Work to complete:
If a line in the entries contains the string "DateTime", include that line in your answer.

Records provided:
=====

use chrono::{DateTime, Utc};
use serde::{Deserialize, Serialize};
use strum_macros::{Display, EnumString};
use thiserror::Error;
use utoipa::ToSchema;

use crate::error::{StoreError, StoreResult};
use crate::model::nullable;
use crate::model::role::{Role, Specialization};

const ACTIVE_FLAG: &str = "true";
const LEFT_FLAG: &str = "false";

/// Status as it appears on the wire and in filters.
#[derive(
    Debug, Copy, Clone, Eq, PartialEq, Hash, Serialize, Deserialize, ToSchema, Display, EnumString,
)]
#[serde(rename_all = "kebab-case")]
#[strum(serialize_all = "kebab-case")]
pub enum EmployeeStatus {
    Available,
    OnProject,
    OnLeave,
    Left,
}

/// Statuses an active employee can hold. `left` is only reachable through a soft delete.
#[derive(Debug, Copy, Clone, Eq, PartialEq, Hash, Default, Serialize, Deserialize, ToSchema)]
#[serde(rename_all = "kebab-case")]
pub enum ActiveStatus {
    #[default]
    Available,
    OnProject,
    OnLeave,
}

impl From<ActiveStatus> for EmployeeStatus {
    fn from(status: ActiveStatus) -> Self {
        match status {
            ActiveStatus::Available => EmployeeStatus::Available,
            ActiveStatus::OnProject => EmployeeStatus::OnProject,
            ActiveStatus::OnLeave => EmployeeStatus::OnLeave,
        }
    }
}

/// Where an employee sits in the active/left lifecycle.
#[derive(Debug, Clone, PartialEq, Eq)]
pub enum Lifecycle {
    Active {
        status: ActiveStatus,
        current_project: Option<String>,
    },
    Left {
        left_date: DateTime<Utc>,
    },
}

impl Lifecycle {
    pub fn available() -> Self {
        Lifecycle::Active {
            status: ActiveStatus::Available,
            current_project: None,
        }
    }
}

#[derive(Debug, Clone, PartialEq, Eq, Serialize, Deserialize)]
#[serde(into = "EmployeeRecord", try_from = "EmployeeRecord")]
pub struct Employee {
    pub id: String,
    pub first_name: String,
    pub last_name: String,
    pub email: String,
    pub phone: String,
    pub role: Role,
    pub specialization: Specialization,
    pub emergency_contact: Option<String>,
    pub lifecycle: Lifecycle,
    pub created_at: DateTime<Utc>,
}

impl Employee {
    pub fn new(id: String, new: NewEmployee, created_at: DateTime<Utc>) -> Self {
        Self {
            id,
            first_name: new.first_name,
            last_name: new.last_name,
            email: new.email.trim().to_string(),
            phone: new.phone,
            role: new.role,
            specialization: new.specialization,
            emergency_contact: new.emergency_contact,
            lifecycle: Lifecycle::Active {
                status: new.status.unwrap_or_default(),
                current_project: new.current_project,
            },
            created_at,
        }
    }

    pub fn is_active(&self) -> bool {
        matches!(self.lifecycle, Lifecycle::Active { .. })
    }

    pub fn status(&self) -> EmployeeStatus {
        match &self.lifecycle {
            Lifecycle::Active { status, .. } => (*status).into(),
            Lifecycle::Left { .. } => EmployeeStatus::Left,
        }
    }

    pub fn current_project(&self) -> Option<&str> {
        match &self.lifecycle {
            Lifecycle::Active {
                current_project, ..
            } => current_project.as_deref(),
            Lifecycle::Left { .. } => None,
        }
    }

    pub fn left_date(&self) -> Option<DateTime<Utc>> {
        match &self.lifecycle {
            Lifecycle::Left { left_date } => Some(*left_date),
            Lifecycle::Active { .. } => None,
        }
    }

    /// Active -> Left. The current project is discarded and cannot be recovered by `restore`.
    /// On an employee who already left only `leftDate` moves to `now`.
    pub fn soft_delete(&mut self, now: DateTime<Utc>) {
        self.lifecycle = Lifecycle::Left { left_date: now };
    }

    /// Left -> Active as `available` with no project. A no-op for active employees.
    pub fn restore(&mut self) -> bool {
        if self.is_active() {
            return false;
        }
        self.lifecycle = Lifecycle::available();
        true
    }

    /// Merges a partial update. Status and project of a left employee are frozen.
    /// Email uniqueness is the store's job.
    pub fn apply(&mut self, patch: EmployeePatch) -> StoreResult<()> {
        if !self.is_active() && (patch.status.is_some() || patch.current_project.is_some()) {
            return Err(StoreError::EmployeeLeft(self.id.clone()));
        }

        if let Some(first_name) = patch.first_name {
            self.first_name = first_name;
        }
        if let Some(last_name) = patch.last_name {
            self.last_name = last_name;
        }
        if let Some(email) = patch.email {
            self.email = email.trim().to_string();
        }
        if let Some(phone) = patch.phone {
            self.phone = phone;
        }
        if let Some(role) = patch.role {
            self.role = role;
        }
        if let Some(specialization) = patch.specialization {
            self.specialization = specialization;
        }
        if let Some(emergency_contact) = patch.emergency_contact {
            self.emergency_contact = emergency_contact;
        }

        if let Lifecycle::Active {
            status,
            current_project,
        } = &mut self.lifecycle
        {
            if let Some(new_status) = patch.status {
                *status = new_status;
            }
            if let Some(project) = patch.current_project {
                *current_project = project;
            }
        }

        Ok(())
    }
}

/// Emails are unique regardless of case or surrounding whitespace.
pub fn normalize_email(email: &str) -> String {
    email.trim().to_lowercase()
}

/// JSON shape of an employee.
#[derive(Debug, Clone, Serialize, Deserialize, ToSchema)]
#[serde(rename_all = "camelCase")]
#[schema(
    example = json!({
        "id": "emp-1",
        "firstName": "Rajesh",
        "lastName": "Kumar",
        "email": "rajesh.kumar@sgenterprises.com",
        "phone": "+91 98765 43210",
        "role": "technician",
        "specialization": "chiller",
        "emergencyContact": "Sunita Kumar - +91 98765 43211",
        "status": "available",
        "currentProject": null,
        "isActive": "true",
        "leftDate": null,
        "createdAt": "2024-01-15T00:00:00Z"
    })
)]
pub struct EmployeeRecord {
    pub id: String,
    pub first_name: String,
    pub last_name: String,
    pub email: String,
    pub phone: String,
    pub role: Role,
    pub specialization: Specialization,
    pub emergency_contact: Option<String>,
    pub status: EmployeeStatus,
    pub current_project: Option<String>,
    /// "true" while employed, "false" once the employee has left
    #[schema(example = "true")]
    pub is_active: String,
    #[schema(format = "date-time", value_type = Option<String>)]
    pub left_date: Option<DateTime<Utc>>,
    #[schema(format = "date-time", value_type = String)]
    pub created_at: DateTime<Utc>,
}

impl From<Employee> for EmployeeRecord {
    fn from(employee: Employee) -> Self {
        let status = employee.status();
        let is_active = if employee.is_active() { ACTIVE_FLAG } else { LEFT_FLAG };
        let (current_project, left_date) = match employee.lifecycle {
            Lifecycle::Active {
                current_project, ..
            } => (current_project, None),
            Lifecycle::Left { left_date } => (None, Some(left_date)),
        };

        Self {
            id: employee.id,
            first_name: employee.first_name,
            last_name: employee.last_name,
            email: employee.email,
            phone: employee.phone,
            role: employee.role,
            specialization: employee.specialization,
            emergency_contact: employee.emergency_contact,
            status,
            current_project,
            is_active: is_active.to_string(),
            left_date,
            created_at: employee.created_at,
        }
    }
}

#[derive(Error, Debug, PartialEq, Eq)]
#[error("inconsistent employee lifecycle: status={status}, isActive={is_active}, leftDate set={has_left_date}")]
pub struct LifecycleError {
    status: EmployeeStatus,
    is_active: String,
    has_left_date: bool,
}

impl TryFrom<EmployeeRecord> for Employee {
    type Error = LifecycleError;

    fn try_from(record: EmployeeRecord) -> Result<Self, Self::Error> {
        let lifecycle = match (
            record.status,
            record.is_active.as_str(),
            record.left_date,
            &record.current_project,
        ) {
            (EmployeeStatus::Left, LEFT_FLAG, Some(left_date), None) => Lifecycle::Left { left_date },
            (status, ACTIVE_FLAG, None, _) if status != EmployeeStatus::Left => Lifecycle::Active {
                status: match status {
                    EmployeeStatus::OnProject => ActiveStatus::OnProject,
                    EmployeeStatus::OnLeave => ActiveStatus::OnLeave,
                    _ => ActiveStatus::Available,
                },
                current_project: record.current_project.clone(),
            },
            (status, is_active, left_date, _) => {
                return Err(LifecycleError {
                    status,
                    is_active: is_active.to_string(),
                    has_left_date: left_date.is_some(),
                });
            }
        };

        Ok(Self {
            id: record.id,
            first_name: record.first_name,
            last_name: record.last_name,
            email: record.email,
            phone: record.phone,
            role: record.role,
            specialization: record.specialization,
            emergency_contact: record.emergency_contact,
            lifecycle,
            created_at: record.created_at,
        })
    }
}

/// Create payload. New employees always start active.
#[derive(Debug, Clone, Deserialize, ToSchema)]
#[serde(rename_all = "camelCase", deny_unknown_fields)]
pub struct NewEmployee {
    #[schema(example = "Rajesh")]
    pub first_name: String,
    #[schema(example = "Kumar")]
    pub last_name: String,
    #[schema(example = "rajesh.kumar@sgenterprises.com", format = "email")]
    pub email: String,
    #[schema(example = "+91 98765 43210")]
    pub phone: String,
    pub role: Role,
    pub specialization: Specialization,
    #[serde(default)]
    pub emergency_contact: Option<String>,
    /// Defaults to `available`
    #[serde(default)]
    pub status: Option<ActiveStatus>,
    #[serde(default)]
    pub current_project: Option<String>,
}

/// Partial update. `null` clears a nullable field, an absent key leaves it alone.
/// Lifecycle fields (`isActive`, `leftDate`, `status: left`) are rejected.
#[derive(Debug, Clone, Default, Deserialize, ToSchema)]
#[serde(rename_all = "camelCase", deny_unknown_fields)]
pub struct EmployeePatch {
    pub first_name: Option<String>,
    pub last_name: Option<String>,
    pub email: Option<String>,
    pub phone: Option<String>,
    pub role: Option<Role>,
    pub specialization: Option<Specialization>,
    #[serde(default, deserialize_with = "nullable")]
    #[schema(value_type = Option<String>)]
    pub emergency_contact: Option<Option<String>>,
    pub status: Option<ActiveStatus>,
    #[serde(default, deserialize_with = "nullable")]
    #[schema(value_type = Option<String>)]
    pub current_project: Option<Option<String>>,
}

impl EmployeePatch {
    pub fn is_empty(&self) -> bool {
        self.first_name.is_none()
            && self.last_name.is_none()
            && self.email.is_none()
            && self.phone.is_none()
            && self.role.is_none()
            && self.specialization.is_none()
            && self.emergency_contact.is_none()
            && self.status.is_none()
            && self.current_project.is_none()
    }
}
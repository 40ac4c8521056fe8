use std::sync::{PoisonError, RwLock, RwLockReadGuard, RwLockWriteGuard};

use async_trait::async_trait;
use chrono::{Local, NaiveDate, Utc};
use tracing::{debug, info};
use uuid::Uuid;

use crate::error::{StoreError, StoreResult};
use crate::model::attendance::{Attendance, AttendancePatch, NewAttendance};
use crate::model::dashboard::DashboardStats;
use crate::model::employee::{Employee, EmployeePatch, NewEmployee, normalize_email};
use crate::model::project::{NewProject, Project, ProjectPatch};
use crate::store::search::EmployeeFilter;
use crate::store::table::{Keyed, Table};
use crate::store::{Storage, sample};
use crate::utils::email_filter::EmailFilter;

impl Keyed for Employee {
    fn key(&self) -> &str {
        &self.id
    }
}

impl Keyed for Project {
    fn key(&self) -> &str {
        &self.id
    }
}

impl Keyed for Attendance {
    fn key(&self) -> &str {
        &self.id
    }
}

fn read<T>(lock: &RwLock<T>) -> RwLockReadGuard<'_, T> {
    lock.read().unwrap_or_else(PoisonError::into_inner)
}

fn write<T>(lock: &RwLock<T>) -> RwLockWriteGuard<'_, T> {
    lock.write().unwrap_or_else(PoisonError::into_inner)
}

fn new_id() -> String {
    Uuid::new_v4().to_string()
}

/// In-memory store. Each collection sits behind its own lock, so single operations are
/// atomic and concurrent updates of one record are last-write-wins.
/// Scans return records in insertion order.
#[derive(Default)]
pub struct MemStorage {
    employees: RwLock<Table<Employee>>,
    projects: RwLock<Table<Project>>,
    attendance: RwLock<Table<Attendance>>,
    emails: EmailFilter,
}

impl MemStorage {
    pub fn new() -> Self {
        Self::default()
    }

    /// Store preloaded with the demo employees and projects.
    pub fn with_sample_data() -> Self {
        let storage = Self::new();

        {
            let mut employees = write(&storage.employees);
            let sample_employees = sample::employees();
            storage
                .emails
                .insert_batch(sample_employees.iter().map(|e| e.email.as_str()));
            for employee in sample_employees {
                employees.insert(employee);
            }

            let mut projects = write(&storage.projects);
            for project in sample::projects() {
                projects.insert(project);
            }

            info!(
                employees = employees.len(),
                projects = projects.len(),
                "Sample data loaded"
            );
        }

        storage
    }

    /// Caller must hold the employees lock so the check and the write are atomic.
    fn email_in_use(&self, employees: &Table<Employee>, email: &str, except_id: Option<&str>) -> bool {
        let email = normalize_email(email);

        // Fast negative
        if !self.emails.might_exist(&email) {
            return false;
        }

        employees
            .values()
            .any(|e| normalize_email(&e.email) == email && Some(e.id.as_str()) != except_id)
    }

    fn transition(
        &self,
        id: &str,
        apply: impl FnOnce(&mut Employee) -> bool,
    ) -> StoreResult<(Employee, bool)> {
        let mut employees = write(&self.employees);
        let mut employee = employees
            .get(id)
            .cloned()
            .ok_or_else(|| StoreError::not_found("Employee", id))?;

        let changed = apply(&mut employee);
        if changed {
            employees.insert(employee.clone());
        }
        Ok((employee, changed))
    }
}

#[async_trait]
impl Storage for MemStorage {
    async fn get_employee(&self, id: &str) -> Option<Employee> {
        read(&self.employees).get(id).cloned()
    }

    async fn get_employee_by_email(&self, email: &str) -> Option<Employee> {
        let email = normalize_email(email);
        if !self.emails.might_exist(&email) {
            return None;
        }

        read(&self.employees)
            .values()
            .find(|e| normalize_email(&e.email) == email)
            .cloned()
    }

    async fn get_all_employees(&self) -> Vec<Employee> {
        read(&self.employees).values().cloned().collect()
    }

    async fn get_active_employees(&self) -> Vec<Employee> {
        read(&self.employees)
            .values()
            .filter(|e| e.is_active())
            .cloned()
            .collect()
    }

    async fn get_left_employees(&self) -> Vec<Employee> {
        read(&self.employees)
            .values()
            .filter(|e| !e.is_active())
            .cloned()
            .collect()
    }

    async fn create_employee(&self, new: NewEmployee) -> StoreResult<Employee> {
        let mut employees = write(&self.employees);

        if self.email_in_use(&employees, &new.email, None) {
            return Err(StoreError::EmailTaken(new.email.trim().to_string()));
        }

        let employee = Employee::new(new_id(), new, Utc::now());
        self.emails.insert(&employee.email);
        employees.insert(employee.clone());

        debug!(employee_id = %employee.id, "Employee created");
        Ok(employee)
    }

    async fn update_employee(&self, id: &str, patch: EmployeePatch) -> StoreResult<Employee> {
        let mut employees = write(&self.employees);

        let mut employee = employees
            .get(id)
            .cloned()
            .ok_or_else(|| StoreError::not_found("Employee", id))?;

        if let Some(email) = &patch.email {
            if self.email_in_use(&employees, email, Some(id)) {
                return Err(StoreError::EmailTaken(email.trim().to_string()));
            }
        }

        employee.apply(patch)?;
        self.emails.insert(&employee.email);
        employees.insert(employee.clone());

        debug!(employee_id = %id, "Employee updated");
        Ok(employee)
    }

    async fn delete_employee(&self, id: &str) -> bool {
        let removed = write(&self.employees).remove(id).is_some();
        if removed {
            info!(employee_id = %id, "Employee permanently deleted");
        }
        removed
    }

    async fn soft_delete_employee(&self, id: &str) -> StoreResult<Employee> {
        let (employee, _) = self.transition(id, |e| {
            e.soft_delete(Utc::now());
            true
        })?;
        debug!(employee_id = %id, left_date = ?employee.left_date(), "Employee soft-deleted");
        Ok(employee)
    }

    async fn restore_employee(&self, id: &str) -> StoreResult<Employee> {
        let (employee, changed) = self.transition(id, Employee::restore)?;
        debug!(employee_id = %id, changed, "Employee restored");
        Ok(employee)
    }

    async fn search_employees(&self, filter: &EmployeeFilter) -> Vec<Employee> {
        filter.apply(read(&self.employees).values())
    }

    async fn get_project(&self, id: &str) -> Option<Project> {
        read(&self.projects).get(id).cloned()
    }

    async fn get_all_projects(&self) -> Vec<Project> {
        read(&self.projects).values().cloned().collect()
    }

    async fn create_project(&self, new: NewProject) -> Project {
        let project = Project::new(new_id(), new, Utc::now());
        write(&self.projects).insert(project.clone());

        debug!(project_id = %project.id, "Project created");
        project
    }

    async fn update_project(&self, id: &str, patch: ProjectPatch) -> StoreResult<Project> {
        let mut projects = write(&self.projects);
        let mut project = projects
            .get(id)
            .cloned()
            .ok_or_else(|| StoreError::not_found("Project", id))?;

        project.apply(patch)?;
        projects.insert(project.clone());

        debug!(project_id = %id, "Project updated");
        Ok(project)
    }

    async fn delete_project(&self, id: &str) -> bool {
        write(&self.projects).remove(id).is_some()
    }

    async fn get_attendance(&self, id: &str) -> Option<Attendance> {
        read(&self.attendance).get(id).cloned()
    }

    async fn get_attendance_by_employee(
        &self,
        employee_id: &str,
        date: Option<NaiveDate>,
    ) -> Vec<Attendance> {
        read(&self.attendance)
            .values()
            .filter(|a| a.employee_id == employee_id)
            .filter(|a| date.is_none_or(|day| a.day() == day))
            .cloned()
            .collect()
    }

    async fn get_all_attendance(&self) -> Vec<Attendance> {
        read(&self.attendance).values().cloned().collect()
    }

    async fn create_attendance(&self, new: NewAttendance) -> Attendance {
        let record = Attendance::new(new_id(), new, Utc::now());
        write(&self.attendance).insert(record.clone());

        debug!(attendance_id = %record.id, employee_id = %record.employee_id, "Attendance recorded");
        record
    }

    async fn update_attendance(
        &self,
        id: &str,
        patch: AttendancePatch,
    ) -> StoreResult<Attendance> {
        let mut attendance = write(&self.attendance);
        let mut record = attendance
            .get(id)
            .cloned()
            .ok_or_else(|| StoreError::not_found("Attendance record", id))?;

        record.apply(patch)?;
        attendance.insert(record.clone());

        debug!(attendance_id = %id, "Attendance updated");
        Ok(record)
    }

    async fn dashboard_stats(&self) -> DashboardStats {
        let employees = read(&self.employees);
        let projects = read(&self.projects);
        let attendance = read(&self.attendance);

        DashboardStats::compute(
            employees.values(),
            projects.values(),
            attendance.values(),
            Local::now().date_naive(),
        )
    }
}
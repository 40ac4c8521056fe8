use std::collections::{BTreeMap, HashMap};

/// Rows addressable by an opaque string id.
pub trait Keyed {
    fn key(&self) -> &str;
}

/// Keyed collection that scans in insertion order.
///
/// Replacing a row keeps its original position; removing and re-inserting moves it to the end.
#[derive(Debug)]
pub struct Table<T> {
    rows: BTreeMap<u64, T>,
    index: HashMap<String, u64>,
    next_seq: u64,
}

impl<T> Default for Table<T> {
    fn default() -> Self {
        Self {
            rows: BTreeMap::new(),
            index: HashMap::new(),
            next_seq: 0,
        }
    }
}

impl<T: Keyed> Table<T> {
    pub fn new() -> Self {
        Self::default()
    }

    /// Inserts or replaces; returns the previous row under the same key.
    pub fn insert(&mut self, row: T) -> Option<T> {
        if let Some(seq) = self.index.get(row.key()) {
            return self.rows.insert(*seq, row);
        }

        let seq = self.next_seq;
        self.next_seq += 1;
        self.index.insert(row.key().to_string(), seq);
        self.rows.insert(seq, row);
        None
    }

    pub fn get(&self, key: &str) -> Option<&T> {
        self.index.get(key).and_then(|seq| self.rows.get(seq))
    }

    pub fn remove(&mut self, key: &str) -> Option<T> {
        let seq = self.index.remove(key)?;
        self.rows.remove(&seq)
    }

    pub fn values(&self) -> impl Iterator<Item = &T> {
        self.rows.values()
    }

    pub fn len(&self) -> usize {
        self.rows.len()
    }

    pub fn is_empty(&self) -> bool {
        self.rows.is_empty()
    }
}

#[cfg(test)]
mod tests {
    use super::*;

    #[derive(Debug, PartialEq)]
    struct Row(&'static str, u32);

    impl Keyed for Row {
        fn key(&self) -> &str {
            self.0
        }
    }

    fn keys(table: &Table<Row>) -> Vec<&str> {
        table.values().map(|r| r.0).collect()
    }

    #[test]
    fn scans_in_insertion_order() {
        let mut table = Table::new();
        table.insert(Row("c", 1));
        table.insert(Row("a", 2));
        table.insert(Row("b", 3));
        assert_eq!(keys(&table), ["c", "a", "b"]);
    }

    #[test]
    fn replace_keeps_position() {
        let mut table = Table::new();
        table.insert(Row("x", 1));
        table.insert(Row("y", 2));

        assert_eq!(table.insert(Row("x", 9)), Some(Row("x", 1)));
        assert_eq!(keys(&table), ["x", "y"]);
        assert_eq!(table.get("x"), Some(&Row("x", 9)));
        assert_eq!(table.len(), 2);
    }

    #[test]
    fn remove_reports_presence() {
        let mut table = Table::new();
        table.insert(Row("x", 1));

        assert_eq!(table.remove("x"), Some(Row("x", 1)));
        assert_eq!(table.remove("x"), None);
        assert!(table.is_empty());
    }
}
pub mod email_filter;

=====

Result:
use chrono::{DateTime, Utc};
        left_date: DateTime<Utc>,
    pub created_at: DateTime<Utc>,
    pub fn new(id: String, new: NewEmployee, created_at: DateTime<Utc>) -> Self {
    pub fn left_date(&self) -> Option<DateTime<Utc>> {
    pub fn soft_delete(&mut self, now: DateTime<Utc>) {
    pub left_date: Option<DateTime<Utc>>,
    pub created_at: DateTime<Utc>,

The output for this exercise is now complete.